# WHAT YOU HAVE TO DO
In the entries below, count the lines that contain the word "MalformedQuery" and give only that number.
START MATERIAL TO PROCESS
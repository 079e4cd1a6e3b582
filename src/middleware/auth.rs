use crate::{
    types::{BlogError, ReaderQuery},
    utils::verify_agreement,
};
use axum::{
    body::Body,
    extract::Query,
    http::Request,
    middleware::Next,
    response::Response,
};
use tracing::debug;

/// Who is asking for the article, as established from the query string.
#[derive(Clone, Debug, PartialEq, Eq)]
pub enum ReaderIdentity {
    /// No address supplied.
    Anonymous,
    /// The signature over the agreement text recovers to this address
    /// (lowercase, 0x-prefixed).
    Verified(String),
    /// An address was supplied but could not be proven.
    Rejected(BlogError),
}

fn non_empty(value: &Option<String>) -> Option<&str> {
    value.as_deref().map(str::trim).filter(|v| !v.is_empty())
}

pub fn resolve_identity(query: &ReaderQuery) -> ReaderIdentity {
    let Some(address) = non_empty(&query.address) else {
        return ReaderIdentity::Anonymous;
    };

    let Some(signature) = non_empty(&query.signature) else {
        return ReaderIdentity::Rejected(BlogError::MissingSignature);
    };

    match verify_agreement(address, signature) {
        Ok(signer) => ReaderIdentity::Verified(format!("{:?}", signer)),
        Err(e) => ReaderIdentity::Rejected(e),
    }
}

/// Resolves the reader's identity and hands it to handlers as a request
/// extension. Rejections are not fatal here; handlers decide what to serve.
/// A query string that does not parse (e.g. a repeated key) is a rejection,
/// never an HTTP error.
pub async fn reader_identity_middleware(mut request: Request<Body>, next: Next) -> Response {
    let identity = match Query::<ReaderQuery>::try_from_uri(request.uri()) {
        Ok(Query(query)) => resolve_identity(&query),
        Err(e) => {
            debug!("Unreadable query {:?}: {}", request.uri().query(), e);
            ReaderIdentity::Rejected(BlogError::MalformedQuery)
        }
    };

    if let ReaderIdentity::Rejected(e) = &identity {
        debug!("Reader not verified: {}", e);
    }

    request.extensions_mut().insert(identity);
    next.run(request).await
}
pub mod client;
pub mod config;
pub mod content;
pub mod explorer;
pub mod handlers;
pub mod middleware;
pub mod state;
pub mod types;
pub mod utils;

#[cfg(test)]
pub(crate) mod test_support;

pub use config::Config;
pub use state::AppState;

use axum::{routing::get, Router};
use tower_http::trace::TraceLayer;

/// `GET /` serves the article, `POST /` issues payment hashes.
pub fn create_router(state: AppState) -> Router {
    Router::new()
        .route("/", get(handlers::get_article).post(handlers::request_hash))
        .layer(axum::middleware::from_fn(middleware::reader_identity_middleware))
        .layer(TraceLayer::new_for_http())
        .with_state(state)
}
END MATERIAL TO PROCESS
START MATERIAL TO PROCESS
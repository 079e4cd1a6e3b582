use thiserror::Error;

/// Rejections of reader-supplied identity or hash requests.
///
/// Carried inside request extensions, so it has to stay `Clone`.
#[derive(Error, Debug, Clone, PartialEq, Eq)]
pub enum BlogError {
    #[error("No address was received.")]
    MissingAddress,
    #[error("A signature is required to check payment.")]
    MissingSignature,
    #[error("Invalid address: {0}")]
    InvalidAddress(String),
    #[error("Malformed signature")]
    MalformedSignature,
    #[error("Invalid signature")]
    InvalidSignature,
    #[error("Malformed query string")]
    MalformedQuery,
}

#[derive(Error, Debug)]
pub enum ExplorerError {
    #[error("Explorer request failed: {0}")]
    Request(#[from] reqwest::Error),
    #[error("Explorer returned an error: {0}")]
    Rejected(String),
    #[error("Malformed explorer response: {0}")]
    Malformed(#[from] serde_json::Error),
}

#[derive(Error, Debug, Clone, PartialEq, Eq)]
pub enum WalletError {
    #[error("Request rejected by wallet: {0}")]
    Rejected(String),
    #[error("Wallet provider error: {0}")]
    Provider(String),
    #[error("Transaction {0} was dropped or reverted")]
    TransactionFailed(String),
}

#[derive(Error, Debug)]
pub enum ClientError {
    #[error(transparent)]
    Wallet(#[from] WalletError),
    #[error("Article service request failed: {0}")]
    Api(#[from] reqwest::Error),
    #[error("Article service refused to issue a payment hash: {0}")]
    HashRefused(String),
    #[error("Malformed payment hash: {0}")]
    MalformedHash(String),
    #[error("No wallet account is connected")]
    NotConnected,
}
END MATERIAL TO PROCESS
# REPLY
2